Wednesday, April 23, 2014

Governments Should Restrain Gas Prices

It is not fair to either Victorian consumers or manufacturers that gas prices should be allowed to go up beyond the CPI.

The fact that Australia is now increasing its gas production should be a benefit for Victorian gas customers and Victorian manufacturers, not a hardship. But because most of our gas is now to be exported, rather than being sold locally, gas prices for eastern states manufacturers are now rising to international gas prices – from $4 to $5 a gigajoule to $10 a gigajoule.

In New South Wales AGL and Origin Energy have asked the Independent Pricing and Regulatory Tribunal to let them increase retail gas prices by 20%. This kind of increase would pose massive hardship for pensioners and others on fixed incomes, and it should not be allowed.

And the Federal Government has a role too. Every other large gas producing country puts measures in place to ensure domestic consumers benefit from rather than suffer from, their natural wealth. The US, home of the free market, barely lets gas producers export at all!

Consumers are already struggling under the weight of electricity bills which have more than doubled in 10 years. Gas bills should not be allowed to do the same.

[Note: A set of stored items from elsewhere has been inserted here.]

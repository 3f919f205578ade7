//! Keeps an animal's health status in line with its disease cases.
//!
//! Every write that sets a case outcome also sets the linked animal's health
//! status, inside one transaction. If the animal cannot be updated the case
//! write is rolled back.

use serde::{Deserialize, Serialize};

use crate::db::{Database, DbError, DbResult};
use crate::models::{CaseOutcome, DiseaseCase, HealthStatus};

/// Health status implied by a case outcome.
///
/// Ongoing and unrecognized outcomes mean the animal is sick.
pub fn health_status_for_outcome(outcome: &CaseOutcome) -> HealthStatus {
    match outcome {
        CaseOutcome::Recovered => HealthStatus::Recovered,
        CaseOutcome::Deceased => HealthStatus::Deceased,
        CaseOutcome::UnderTreatment => HealthStatus::UnderTreatment,
        CaseOutcome::Ongoing | CaseOutcome::Unrecognized(_) => HealthStatus::Sick,
    }
}

/// Requested change to a case.
#[derive(Debug, Clone, Default, PartialEq, Eq, Serialize, Deserialize)]
#[serde(rename_all = "camelCase")]
pub struct OutcomeUpdate {
    /// Raw outcome string; unknown values are stored as given
    pub outcome: String,
    #[serde(default)]
    pub treatment_provided: Option<String>,
    #[serde(default)]
    pub notes: Option<String>,
}

impl OutcomeUpdate {
    pub fn new(outcome: impl Into<String>) -> Self {
        Self {
            outcome: outcome.into(),
            ..Default::default()
        }
    }
}

/// What an outcome write changed.
#[derive(Debug, Clone, PartialEq, Eq, Serialize, Deserialize)]
#[serde(rename_all = "camelCase")]
pub struct OutcomeTransition {
    pub case_id: String,
    pub report_id: String,
    pub animal_id: String,
    pub previous_outcome: CaseOutcome,
    pub outcome: CaseOutcome,
    pub health_status: HealthStatus,
}

/// Applies case writes together with their animal-side effect.
pub struct ConsistencyUpdater<'a> {
    db: &'a Database,
}

impl<'a> ConsistencyUpdater<'a> {
    pub fn new(db: &'a Database) -> Self {
        Self { db }
    }

    /// Change a case's outcome and update its animal.
    pub fn apply_outcome(&self, case_id: &str, update: &OutcomeUpdate) -> DbResult<OutcomeTransition> {
        let tx = self.db.transaction()?;

        let case = self
            .db
            .get_case(case_id)?
            .ok_or_else(|| DbError::NotFound(format!("disease case {}", case_id)))?;
        let next = CaseOutcome::parse(update.outcome.trim());

        if case.outcome.is_terminal() && case.outcome != next {
            tracing::warn!(
                case = %case.report_id,
                from = case.outcome.as_str(),
                to = next.as_str(),
                "rewriting outcome of a closed case"
            );
        } else if !case.outcome.is_forward_transition(&next) {
            tracing::debug!(
                case = %case.report_id,
                from = case.outcome.as_str(),
                to = next.as_str(),
                "out-of-order outcome change"
            );
        }

        self.db.set_case_outcome(
            &case.id,
            &next,
            update.treatment_provided.as_deref(),
            update.notes.as_deref(),
        )?;

        let health_status = health_status_for_outcome(&next);
        if !self.db.set_health_status(&case.animal_id, health_status)? {
            // tx is dropped here, rolling back the case write
            return Err(DbError::NotFound(format!(
                "animal {} linked to case {}",
                case.animal_id, case.report_id
            )));
        }

        tx.commit()?;
        tracing::info!(
            case = %case.report_id,
            outcome = next.as_str(),
            health_status = health_status.as_str(),
            "case outcome updated"
        );

        Ok(OutcomeTransition {
            case_id: case.id,
            report_id: case.report_id,
            animal_id: case.animal_id,
            previous_outcome: case.outcome,
            outcome: next,
            health_status,
        })
    }

    /// Store a new case and set its animal's health status from the case outcome.
    pub fn record_new_case(&self, case: &DiseaseCase) -> DbResult<HealthStatus> {
        let tx = self.db.transaction()?;
        self.db.insert_case(case)?;

        let health_status = health_status_for_outcome(&case.outcome);
        if !self.db.set_health_status(&case.animal_id, health_status)? {
            return Err(DbError::NotFound(format!("animal {}", case.animal_id)));
        }

        tx.commit()?;
        tracing::info!(
            case = %case.report_id,
            disease = %case.disease_name,
            outbreak = case.is_outbreak,
            "disease case reported"
        );
        Ok(health_status)
    }
}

Purchase of Joint Strike Fighters

Why on earth are we spending $12 billion dollars on 54 planes when we are supposed to be in such a budget emergency that even pensioners face cuts to their support, and increased health care costs?

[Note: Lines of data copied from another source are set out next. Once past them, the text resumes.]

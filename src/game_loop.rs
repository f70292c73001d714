/// Fixed-rate frame orchestrator.
///
/// Owns the session and drives it against an injected `InputSource` and
/// `RenderSurface`. Everything runs on the calling thread; one tick finishes
/// before the next starts.

use std::thread;
use std::time::{Duration, Instant};

use rand::Rng;
use tracing::info;

use crate::compute::{advance, follow_camera, handle_event, init_state, EventOutcome, TickReport};
use crate::config::GameConfig;
use crate::entities::GameState;
use crate::error::ConfigError;
use crate::input::InputSource;
use crate::render::{draw_frame, RenderSurface};

#[derive(Clone, Debug, PartialEq)]
pub enum LoopControl {
    Continue(TickReport),
    Quit,
}

pub struct GameLoop<R: Rng> {
    config: GameConfig,
    initial: GameState,
    state: GameState,
    rng: R,
    /// Clock reading at which the current session began.
    session_start: f64,
}

impl<R: Rng> GameLoop<R> {
    pub fn new(config: GameConfig, rng: R) -> Result<GameLoop<R>, ConfigError> {
        config.validate()?;
        let initial = init_state(&config)?;
        Ok(GameLoop {
            config,
            state: initial.clone(),
            initial,
            rng,
            session_start: 0.0,
        })
    }

    pub fn state(&self) -> &GameState {
        &self.state
    }

    pub fn config(&self) -> &GameConfig {
        &self.config
    }

    pub fn tick_duration(&self) -> Duration {
        Duration::from_secs_f64(1.0 / f64::from(self.config.frame_rate))
    }

    fn restart(&mut self, clock: f64) {
        self.state = self.initial.clone();
        self.session_start = clock;
        info!("session restarted");
    }

    /// Run one whole frame at clock reading `clock` (seconds).
    ///
    /// Events are drained first, then held controls drive the simulation,
    /// the frame is drawn, the camera eases toward the player, and the frame
    /// is presented. The clock is read once by the caller and shared by
    /// every weapon check this tick.
    pub fn step<I, S>(&mut self, input: &mut I, surface: &mut S, clock: f64) -> std::io::Result<LoopControl>
    where
        I: InputSource,
        S: RenderSurface,
    {
        let mut now = clock - self.session_start;

        for event in input.drain_events() {
            match handle_event(&mut self.state, event, &self.config.keys, now) {
                EventOutcome::Continue => {}
                EventOutcome::Restart => {
                    self.restart(clock);
                    now = 0.0;
                }
                EventOutcome::Quit => {
                    info!(frame = self.state.frame, "quit requested");
                    return Ok(LoopControl::Quit);
                }
            }
        }

        let controls = input.controls();
        let report = advance(&mut self.state, &controls, now, &mut self.rng);

        draw_frame(surface, &self.state, now);
        follow_camera(&mut self.state);
        surface.present()?;

        Ok(LoopControl::Continue(report))
    }

    /// Tick at the configured rate until the input source asks to quit.
    pub fn run<I, S>(&mut self, input: &mut I, surface: &mut S) -> std::io::Result<()>
    where
        I: InputSource,
        S: RenderSurface,
    {
        let frame = self.tick_duration();
        let started = Instant::now();
        info!(frame_rate = self.config.frame_rate, "game loop started");

        loop {
            let frame_start = Instant::now();
            let clock = started.elapsed().as_secs_f64();

            if let LoopControl::Quit = self.step(input, surface, clock)? {
                return Ok(());
            }

            let elapsed = frame_start.elapsed();
            if elapsed < frame {
                thread::sleep(frame - elapsed);
            }
        }
    }
}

Our trade and foreign ownership policy, and our defence policy, are based on utterly contradictory arguments. Our trade and foreign ownership policies are based on the view that everyone is our friend and we have nothing to fear from anybody.  But our defence policy is based on the view that the world is a dangerous place and that one of our trading partners might turn around and attack us. They can't both be right. In reality both policies are being driven by large corporations and they're both wrong – our foreign ownership policy is too naive and our defence policy is too suspicious.

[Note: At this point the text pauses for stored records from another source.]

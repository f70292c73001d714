mod display;

use std::fs::File;
use std::io::{stdout, BufWriter};
use std::sync::{mpsc, Mutex};
use std::thread;

use crossterm::{
    cursor,
    event::{
        self, DisableMouseCapture, EnableMouseCapture, Event, KeyboardEnhancementFlags,
        PopKeyboardEnhancementFlags, PushKeyboardEnhancementFlags,
    },
    terminal, ExecutableCommand,
};
use glam::Vec2;
use rand::thread_rng;
use tracing::{error, info};
use tracing_subscriber::EnvFilter;

use dungeon_shooter::config::GameConfig;
use dungeon_shooter::game_loop::GameLoop;

use display::{TerminalInput, TerminalSurface};

/// RON file overriding the built-in configuration.
const CONFIG_ENV: &str = "DUNGEON_SHOOTER_CONFIG";
/// Log destination; stdout belongs to the renderer.
const LOG_ENV: &str = "DUNGEON_SHOOTER_LOG";
const DEFAULT_LOG: &str = "dungeon_shooter.log";

fn init_logging() -> std::io::Result<()> {
    let path = std::env::var(LOG_ENV).unwrap_or_else(|_| DEFAULT_LOG.to_string());
    let file = File::create(path)?;
    tracing_subscriber::fmt()
        .with_env_filter(
            EnvFilter::try_from_default_env().unwrap_or_else(|_| EnvFilter::new("info")),
        )
        .with_ansi(false)
        .with_writer(Mutex::new(file))
        .init();
    Ok(())
}

fn load_config() -> Result<GameConfig, dungeon_shooter::error::ConfigError> {
    match std::env::var(CONFIG_ENV) {
        Ok(path) => {
            info!(%path, "loading config");
            GameConfig::load(path)
        }
        Err(_) => Ok(GameConfig::default()),
    }
}

// ── Entry point ───────────────────────────────────────────────────────────────

fn main() -> Result<(), Box<dyn std::error::Error>> {
    init_logging()?;

    // Fail on a bad config before the terminal is taken over.
    let config = load_config()?;
    let mut game = GameLoop::new(config, thread_rng())?;

    let mut out = BufWriter::new(stdout());
    terminal::enable_raw_mode()?;
    out.execute(terminal::EnterAlternateScreen)?;
    out.execute(cursor::Hide)?;
    out.execute(EnableMouseCapture)?;

    // Request key-release (and key-repeat) events from the terminal.
    // Kitty-protocol terminals support this; others fall back to the hold window.
    let keyboard_enhanced = out
        .execute(PushKeyboardEnhancementFlags(
            KeyboardEnhancementFlags::REPORT_EVENT_TYPES,
        ))
        .is_ok();

    // Dedicate a thread exclusively to blocking event reads, sending them
    // through a channel so the game loop never has to block on I/O.
    let (tx, rx) = mpsc::channel::<Event>();
    thread::spawn(move || loop {
        match event::read() {
            Ok(ev) => {
                if tx.send(ev).is_err() {
                    break; // receiver dropped → program exiting
                }
            }
            Err(_) => break,
        }
    });

    let screen = Vec2::new(game.config().screen.width, game.config().screen.height);
    let result = TerminalSurface::new(&mut out, screen).and_then(|mut surface| {
        let mut input = TerminalInput::new(rx, screen, surface.layout());
        game.run(&mut input, &mut surface)
    });

    // Always restore the terminal
    if keyboard_enhanced {
        let _ = out.execute(PopKeyboardEnhancementFlags);
    }
    let _ = out.execute(DisableMouseCapture);
    let _ = out.execute(cursor::Show);
    let _ = out.execute(terminal::LeaveAlternateScreen);
    let _ = terminal::disable_raw_mode();

    if let Err(e) = &result {
        error!(error = %e, "terminal I/O failed");
    }
    info!("exited");
    Ok(result?)
}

Instead of ramping up defence spending by billions of dollars the government should be pocketing the money and using it to balance the books. It should not be subjecting pensioners and retired Australians to financial hardship by either reducing their levels of support or increasing their health care costs.

Tuesday, April 15, 2014

We Should Examine Free Trade Agreements

We have seen a lot of knee jerk triumphalism about the signing of free trade agreements recently with Korea and Japan. But what does it really mean for Australia, especially Australian workers? In the case of the Korea-Australia Free Trade Agreement (KAFTA), possibly more local unemployment.

On the one hand Australia has agreed not to apply Labour Market Testing under the Korea FTA. But Korea has reserved the right to request employers for evidence that they have conducted labor market testing. In particular, the provision states: ‘Labour market testing may be required as a condition for temporary entry of, or numerical restriction may be imposed relating to, temporary entry for professionals’.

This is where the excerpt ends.